On Tuesday, police arrested the man at Ballina police station.
He was subsequently charged with utter counterfeit currency and possess prohibited currency.
The man was granted conditional bail and will appear in Ballina Local Court on Thursday, 26 November.
Anyone with any information about the use of counterfeit notes in the Richmond area is asked to contact local police via Crime Stoppers on 1800 333 000.
Meanwhile, police are urging all local business owners to be vigilant with money transactions.
Australia’s banknotes have a range of security features that can be used to check if they are genuine.
The banknote should be printed on polymer (plastic) and the clear window should be part of the banknote, not an addition.
Also, you should look for the Coat of Arms and the Federation Star when the banknote is held up to the light.
A ‘scrunch’ test will also distinguish polymer notes – which will flatten automatically – and counterfeit paper notes which often won’t.
Another way of checking is to try to start a small tear in the note.

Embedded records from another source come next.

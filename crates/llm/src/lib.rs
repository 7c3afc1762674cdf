//! `AgentAdapter` implementations: the orchestrator's only boundary into
//! model-provider-specific code (spec §6).
//!
//! An adapter receives a [`taskgraph_core::TaskNode`], the action the
//! orchestrator wants performed (`plan`, `execute`, `aggregate`, `atomize`,
//! `modify_plan`), and an assembled [`adapter::AgentContext`], and returns one
//! of the three verdict shapes in [`adapter::AdapterOutput`].
//!
//! # Local Providers
//!
//! - **Ollama** - popular local LLM runner with wide model support
//!
//! # Remote Providers
//!
//! - **Claude** - Anthropic's Claude models
//!
//! # Example
//!
//! ```rust,ignore
//! use llm::remote::ClaudeAdapter;
//! use llm::config::RemoteLlmConfig;
//! use llm::adapter::{AgentAdapter, AgentAction, AgentContext};
//!
//! #[tokio::main]
//! async fn main() -> Result<(), Box<dyn std::error::Error>> {
//!     let config = RemoteLlmConfig::from_env(
//!         "ANTHROPIC_API_KEY",
//!         "https://api.anthropic.com",
//!         "claude-3-5-sonnet-20241022",
//!     )?;
//!     let adapter = ClaudeAdapter::new(config);
//!     // adapter.process(&node, AgentAction::Execute, &context).await?;
//!     Ok(())
//! }
//! ```

pub mod adapter;
pub mod config;
pub mod error;
pub mod provider_utils;

#[macro_use]
mod provider_macros;

#[cfg(feature = "local")]
pub mod local;

#[cfg(feature = "remote")]
pub mod remote;

pub use adapter::{
    AdapterOutput, AgentAction, AgentAdapter, AgentContext, AgentResult, AtomizerOutput,
    PlanOutput, PlannedSubTask,
};
pub use config::{LocalLlmConfig, RemoteLlmConfig};
pub use error::{LlmError, Result};
pub use provider_utils::{ModelInfo, ProviderUtils};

Real currency won’t tear easily, while fake currency often does.
Anyone who comes into contact with suspicious notes is asked to handle the note as little as possible and store it in an envelope.
They are asked to note down any identifying features such as personal descriptions and vehicles used by them, and promptly notify police.
As a reminder, you are well within your rights to refuse to accept a banknote if you have concerns about it.